Di fronte alla chiara volontà di far chiudere le università pubbliche, vissute come un sassolino nella scarpa da forze economiche e da parti politiche, attraverso la mannaia dei tagli indiscriminati e della spinta alla privatizzazione dobbiamo essere capaci di fare fronte comune. Non si può pensare che la crisi la inizino a pagare gli studenti, passi per i ricercatori e la finiscano di pagare i precari. È una visione miope e riduttiva della situazione.

Con un malanno così grave non servono palliativi, bisogna avere la lucidità di fare una diagnosi difficile e di mettere in campo una terapia d’urto. È necessario ripensare il nostro assetto interno e rivedere il nostro status, l’Università degli Studi non può accontentarsi della mera sopravvivenza. Sopravvivere non serve e non può durare. È necessario rimboccarsi le maniche e rilanciare il nostro ateneo. Tutti. Insieme e compatti.

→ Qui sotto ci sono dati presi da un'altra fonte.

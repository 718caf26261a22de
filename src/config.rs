//! # Configuration Management Module
//!
//! Questo modulo gestisce tutta la configurazione dell'applicazione.
//!
//! ## Responsabilità:
//! - Definisce la struct `Config` con tutti i parametri di un run
//! - Fornisce validazione robusta dei parametri di input
//! - Supporta caricamento/salvataggio configurazione da/verso file JSON
//! - Fornisce valori di default sensati per tutti i parametri
//!
//! La soglia minima (`MIN_FILE_SIZE`, 1024 byte) è fissa e non configurabile.
//!
//! La configurazione è immutabile per tutta la durata di un run: viene costruita
//! una volta in `main` e condivisa (via `Arc`) con tutti i componenti.
//!
//! ## Parametri principali:
//! - `source_dir`: Directory da ottimizzare (default: `.`)
//! - `backup_dir`: Root dei backup (default: `~/image_optimization_backups`)
//! - `log_file`: File di log auditabile (default: fuori dalla source, nella
//!   state dir dell'utente: `~/.local/state/server_image_optimizer/image_optimization.log`)
//! - `workers`: Numero di worker paralleli (default: 4)
//! - `dry_run` / `recursive` / `backup_enabled` / `aggressive`
//! - `backup_failure`: Cosa fare se la copia di backup fallisce (default: abort del job)
//!
//! ## Esempio:
//! ```rust,ignore
//! let config = Config {
//!     source_dir: PathBuf::from("/var/www/uploads"),
//!     workers: 8,
//!     ..Default::default()
//! };
//! config.validate()?;
//! ```

use anyhow::Result;
use serde::{Deserialize, Serialize};
use std::path::{Path, PathBuf};

use crate::error::OptimizeError;

/// Files smaller than this are never handed to a strategy
pub const MIN_FILE_SIZE: u64 = 1024;

/// Ghostscript quality preset used for PDF rewriting
#[derive(Debug, Clone, Copy, PartialEq, Eq, Serialize, Deserialize)]
#[serde(rename_all = "lowercase")]
pub enum PdfPreset {
    /// Medium resolution (150 DPI images), default
    Ebook,
    /// Low resolution (72 DPI images), lighter alternative
    Screen,
}

impl PdfPreset {
    pub fn as_gs_setting(&self) -> &'static str {
        match self {
            PdfPreset::Ebook => "/ebook",
            PdfPreset::Screen => "/screen",
        }
    }
}

/// What happens to a job when its backup copy cannot be written
#[derive(Debug, Clone, Copy, PartialEq, Eq, Serialize, Deserialize)]
#[serde(rename_all = "kebab-case")]
pub enum BackupFailurePolicy {
    /// Log the failure and leave the original untouched
    AbortJob,
    /// Log the failure and optimize anyway
    Continue,
}

/// Configuration for one optimization run
#[derive(Debug, Clone, PartialEq, Serialize, Deserialize)]
#[serde(default)]
pub struct Config {
    /// Root of the tree to optimize
    pub source_dir: PathBuf,
    /// Root under which originals are mirrored before mutation
    pub backup_dir: Option<PathBuf>,
    /// Audit log destination
    pub log_file: PathBuf,
    /// Number of parallel workers
    pub workers: usize,
    /// Dry run - never touch the filesystem under the source root
    pub dry_run: bool,
    /// Descend into subdirectories
    pub recursive: bool,
    /// Copy originals under `backup_dir` before mutating them
    pub backup_enabled: bool,
    /// Run resize / bit depth / DPI passes after the primary pass (raster only)
    pub aggressive: bool,
    /// JPEG quality ceiling (1-100)
    pub jpeg_quality: u8,
    /// PNG quantization quality band, lower bound
    pub png_quality_min: u8,
    /// PNG quantization quality band, upper bound
    pub png_quality_max: u8,
    /// gifsicle optimization level (1-3)
    pub gif_level: u8,
    /// PDF rewrite preset
    pub pdf_preset: PdfPreset,
    /// Longest side allowed by the aggressive resize pass
    pub max_dimension: u32,
    /// Bits per channel allowed by the aggressive depth pass
    pub max_bit_depth: u8,
    /// Resolution metadata allowed by the aggressive DPI pass
    pub max_dpi: u32,
    /// Behavior when a per-file backup copy fails
    pub backup_failure: BackupFailurePolicy,
}

/// Audit log under the user's state directory, never inside the tree being optimized
fn default_log_file() -> PathBuf {
    dirs::state_dir()
        .or_else(dirs::data_local_dir)
        .unwrap_or_else(std::env::temp_dir)
        .join("server_image_optimizer")
        .join("image_optimization.log")
}

impl Default for Config {
    fn default() -> Self {
        Self {
            source_dir: PathBuf::from("."),
            backup_dir: dirs::home_dir().map(|home| home.join("image_optimization_backups")),
            log_file: default_log_file(),
            workers: 4,
            dry_run: false,
            recursive: true,
            backup_enabled: true,
            aggressive: true,
            jpeg_quality: 85,
            png_quality_min: 70,
            png_quality_max: 85,
            gif_level: 3,
            pdf_preset: PdfPreset::Ebook,
            max_dimension: 1920,
            max_bit_depth: 8,
            max_dpi: 96,
            backup_failure: BackupFailurePolicy::AbortJob,
        }
    }
}

impl Config {
    /// Validate configuration parameters
    pub fn validate(&self) -> Result<(), OptimizeError> {
        let invalid = |msg: &str| Err(OptimizeError::Validation(msg.to_string()));

        if self.workers == 0 {
            return invalid("Number of workers must be greater than 0");
        }
        if self.jpeg_quality == 0 || self.jpeg_quality > 100 {
            return invalid("JPEG quality must be between 1 and 100");
        }
        if self.png_quality_max > 100 || self.png_quality_min > self.png_quality_max {
            return invalid("PNG quality band must satisfy min <= max <= 100");
        }
        if !(1..=3).contains(&self.gif_level) {
            return invalid("GIF optimization level must be between 1 and 3");
        }
        if self.max_dimension == 0 || self.max_bit_depth == 0 || self.max_dpi == 0 {
            return invalid("Aggressive limits (dimension, bit depth, DPI) must be greater than 0");
        }

        Ok(())
    }

    /// Backup root, only when backups are both enabled and configured
    pub fn backup_root(&self) -> Option<&Path> {
        if self.backup_enabled {
            self.backup_dir.as_deref()
        } else {
            None
        }
    }

    /// Load configuration from file
    pub async fn from_file(path: &Path) -> Result<Self> {
        if !path.exists() {
            return Ok(Self::default());
        }

        let content = tokio::fs::read_to_string(path).await?;
        let config: Config = serde_json::from_str(&content)?;
        config.validate()?;
        Ok(config)
    }

    /// Save configuration to file
    pub async fn save_to_file(&self, path: &Path) -> Result<()> {
        let content = serde_json::to_string_pretty(self)?;
        tokio::fs::write(path, content).await?;
        Ok(())
    }
}

#[cfg(test)]
mod tests {
    use super::*;
    use tempfile::TempDir;

    #[test]
    fn test_config_validation() {
        let mut config = Config::default();
        assert!(config.validate().is_ok());

        config.workers = 0;
        assert!(config.validate().is_err());

        config.workers = 4;
        config.jpeg_quality = 0;
        assert!(config.validate().is_err());

        config.jpeg_quality = 85;
        config.png_quality_min = 90;
        assert!(config.validate().is_err());

        config.png_quality_min = 70;
        config.gif_level = 4;
        assert!(config.validate().is_err());

        config.gif_level = 3;
        config.max_dpi = 0;
        assert!(config.validate().is_err());
    }

    #[test]
    fn test_config_default() {
        let config = Config::default();
        assert_eq!(config.workers, 4);
        assert_eq!(config.jpeg_quality, 85);
        assert_eq!((config.png_quality_min, config.png_quality_max), (70, 85));
        assert_eq!(config.max_dimension, 1920);
        assert_eq!(config.max_bit_depth, 8);
        assert_eq!(config.max_dpi, 96);
        assert_eq!(config.pdf_preset, PdfPreset::Ebook);
        assert_eq!(config.backup_failure, BackupFailurePolicy::AbortJob);
        assert!(config.recursive);
        assert!(config.aggressive);
        assert!(config.backup_enabled);
        assert!(!config.dry_run);
    }

    #[test]
    fn test_default_log_outside_default_source() {
        let config = Config::default();
        assert!(config.log_file.is_absolute());
        let source = config.source_dir.canonicalize().unwrap();
        assert!(!config.log_file.starts_with(&source), "{:?} is inside {:?}", config.log_file, source);
    }

    #[test]
    fn test_min_file_size_is_not_configurable() {
        let temp_dir = TempDir::new().unwrap();
        let config_path = temp_dir.path().join("threshold.json");
        std::fs::write(&config_path, r#"{ "min_file_size": 1, "workers": 3 }"#).unwrap();

        let config = tokio_test::block_on(Config::from_file(&config_path)).unwrap();
        assert_eq!(config.workers, 3);
        assert!(!serde_json::to_string(&config).unwrap().contains("min_file_size"));
        assert_eq!(MIN_FILE_SIZE, 1024);
    }

    #[test]
    fn test_backup_root_requires_flag() {
        let mut config = Config {
            backup_dir: Some(PathBuf::from("/srv/backup")),
            ..Default::default()
        };
        assert_eq!(config.backup_root(), Some(Path::new("/srv/backup")));

        config.backup_enabled = false;
        assert_eq!(config.backup_root(), None);

        config.backup_enabled = true;
        config.backup_dir = None;
        assert_eq!(config.backup_root(), None);
    }

    #[tokio::test]
    async fn test_config_save_load() {
        let temp_dir = TempDir::new().unwrap();
        let config_path = temp_dir.path().join("config.json");

        let original_config = Config {
            source_dir: PathBuf::from("/srv/uploads"),
            workers: 8,
            dry_run: true,
            pdf_preset: PdfPreset::Screen,
            backup_failure: BackupFailurePolicy::Continue,
            ..Default::default()
        };

        original_config.save_to_file(&config_path).await.unwrap();
        let loaded_config = Config::from_file(&config_path).await.unwrap();

        assert_eq!(loaded_config.source_dir, PathBuf::from("/srv/uploads"));
        assert_eq!(loaded_config.workers, 8);
        assert!(loaded_config.dry_run);
        assert_eq!(loaded_config.pdf_preset, PdfPreset::Screen);
        assert_eq!(loaded_config.backup_failure, BackupFailurePolicy::Continue);
    }

    #[test]
    fn test_partial_file_falls_back_to_defaults() {
        let temp_dir = TempDir::new().unwrap();
        let config_path = temp_dir.path().join("partial.json");
        std::fs::write(&config_path, r#"{ "workers": 2, "pdf_preset": "screen" }"#).unwrap();

        let config = tokio_test::block_on(Config::from_file(&config_path)).unwrap();
        assert_eq!(config.workers, 2);
        assert_eq!(config.pdf_preset, PdfPreset::Screen);
        assert_eq!(config.jpeg_quality, 85);
    }

    #[test]
    fn test_pdf_preset_settings() {
        assert_eq!(PdfPreset::Ebook.as_gs_setting(), "/ebook");
        assert_eq!(PdfPreset::Screen.as_gs_setting(), "/screen");
    }
}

Non può passare la logica del “dividi et impera”. C’è la volontà di mettere gli uni contro gli altri e di farci rientrare tutti negli stereotipi dell’immaginario comune: professori baroni, studenti fannulloni, personale nullafacente, dottorandi raccomandati. Dobbiamo trovare la forza di rifuggire i luoghi comuni e fare squadra.

Per questo riteniamo che le nostre proposte siano proposte valide e vadano ascoltate. Non scaricate sugli studenti tutto il peso della situazione. Il rischio è più alto di quello che abbiamo preventivato. Molte famiglie stanno compiendo sforzi disumani per mantenere i loro figli agli studi, ma con aumenti così ingenti, soprattutto nelle fasce medio-basse, in molti abbandoneranno gli studi e noi avremo fallito la nostra missione formativa. Per non parlare dei tanti studenti fuorisede che scelgono il nostro ateneo per l’unione di buona qualità ad un costo ragionevole ed un ottimo livello di qualità della vita e vivibilità del territorio. Questi rimarranno negli atenei “sotto casa” che, seppur offrano una bassa qualità, hanno una retta praticamente irrisoria (in media 260 euro annuali), senza spese per il mantenimento del figlio fuori casa, e il valore legale del titolo di studio è identico al nostro. Il rischio è di aver confuso la causa del problema con la sua soluzione, di pensare che aumentare le tasse (soprattutto in questa maniera!) rimetta in sesto i conti senza alcuna conseguenza. Per poi trovarsi il prossimo anno con un ancora più forte calo di iscrizioni rispetto a quello già preventivato e di nuovo nella situazione critica di partenza.

La nostra richiesta è quella di sempre, rimettiamoci mano e rivediamo la situazione con i criteri che abbiamo elencato sopra e che non sono stati rispettati. Se questa richiesta non sarà accolta abbiamo già spiegato perché voteremo contrari e agiremo di conseguenza.